**What is required**
Below are the records; output them exactly from the first line through the line with "pub use probability::Probability;", stopping there.

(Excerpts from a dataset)
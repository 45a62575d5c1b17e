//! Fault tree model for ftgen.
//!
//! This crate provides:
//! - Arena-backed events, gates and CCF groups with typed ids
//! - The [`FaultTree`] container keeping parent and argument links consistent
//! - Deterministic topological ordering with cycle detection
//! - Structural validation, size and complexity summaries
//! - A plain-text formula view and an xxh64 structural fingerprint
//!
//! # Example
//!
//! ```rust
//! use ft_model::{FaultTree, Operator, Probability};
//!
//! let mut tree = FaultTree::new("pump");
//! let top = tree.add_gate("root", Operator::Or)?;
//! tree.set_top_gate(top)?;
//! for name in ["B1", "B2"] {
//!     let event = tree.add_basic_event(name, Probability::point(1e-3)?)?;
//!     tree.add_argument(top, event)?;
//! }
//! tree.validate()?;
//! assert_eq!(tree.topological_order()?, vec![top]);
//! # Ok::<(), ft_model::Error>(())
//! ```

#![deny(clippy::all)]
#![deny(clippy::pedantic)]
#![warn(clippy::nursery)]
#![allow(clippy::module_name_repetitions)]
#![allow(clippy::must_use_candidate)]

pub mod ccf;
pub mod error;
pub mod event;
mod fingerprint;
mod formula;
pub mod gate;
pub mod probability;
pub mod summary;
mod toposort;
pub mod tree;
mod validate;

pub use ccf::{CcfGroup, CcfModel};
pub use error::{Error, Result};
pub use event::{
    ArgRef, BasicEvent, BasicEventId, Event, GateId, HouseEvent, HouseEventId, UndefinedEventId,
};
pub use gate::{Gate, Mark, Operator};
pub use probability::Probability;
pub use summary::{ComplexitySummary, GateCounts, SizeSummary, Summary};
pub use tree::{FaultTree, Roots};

**Exercise solution**
repository 45a62575d5c1b17e
//! Fault tree model for ftgen.
//!
//! This crate provides:
//! - Arena-backed events, gates and CCF groups with typed ids
//! - The [`FaultTree`] container keeping parent and argument links consistent
//! - Deterministic topological ordering with cycle detection
//! - Structural validation, size and complexity summaries
//! - A plain-text formula view and an xxh64 structural fingerprint
//!
//! # Example
//!
//! ```rust
//! use ft_model::{FaultTree, Operator, Probability};
//!
//! let mut tree = FaultTree::new("pump");
//! let top = tree.add_gate("root", Operator::Or)?;
//! tree.set_top_gate(top)?;
//! for name in ["B1", "B2"] {
//!     let event = tree.add_basic_event(name, Probability::point(1e-3)?)?;
//!     tree.add_argument(top, event)?;
//! }
//! tree.validate()?;
//! assert_eq!(tree.topological_order()?, vec![top]);
//! # Ok::<(), ft_model::Error>(())
//! ```

#![deny(clippy::all)]
#![deny(clippy::pedantic)]
#![warn(clippy::nursery)]
#![allow(clippy::module_name_repetitions)]
#![allow(clippy::must_use_candidate)]

pub mod ccf;
pub mod error;
pub mod event;
mod fingerprint;
mod formula;
pub mod gate;
pub mod probability;
pub mod summary;
mod toposort;
pub mod tree;
mod validate;

pub use ccf::{CcfGroup, CcfModel};
pub use error::{Error, Result};
pub use event::{
    ArgRef, BasicEvent, BasicEventId, Event, GateId, HouseEvent, HouseEventId, UndefinedEventId,
};
pub use gate::{Gate, Mark, Operator};
pub use probability::Probability;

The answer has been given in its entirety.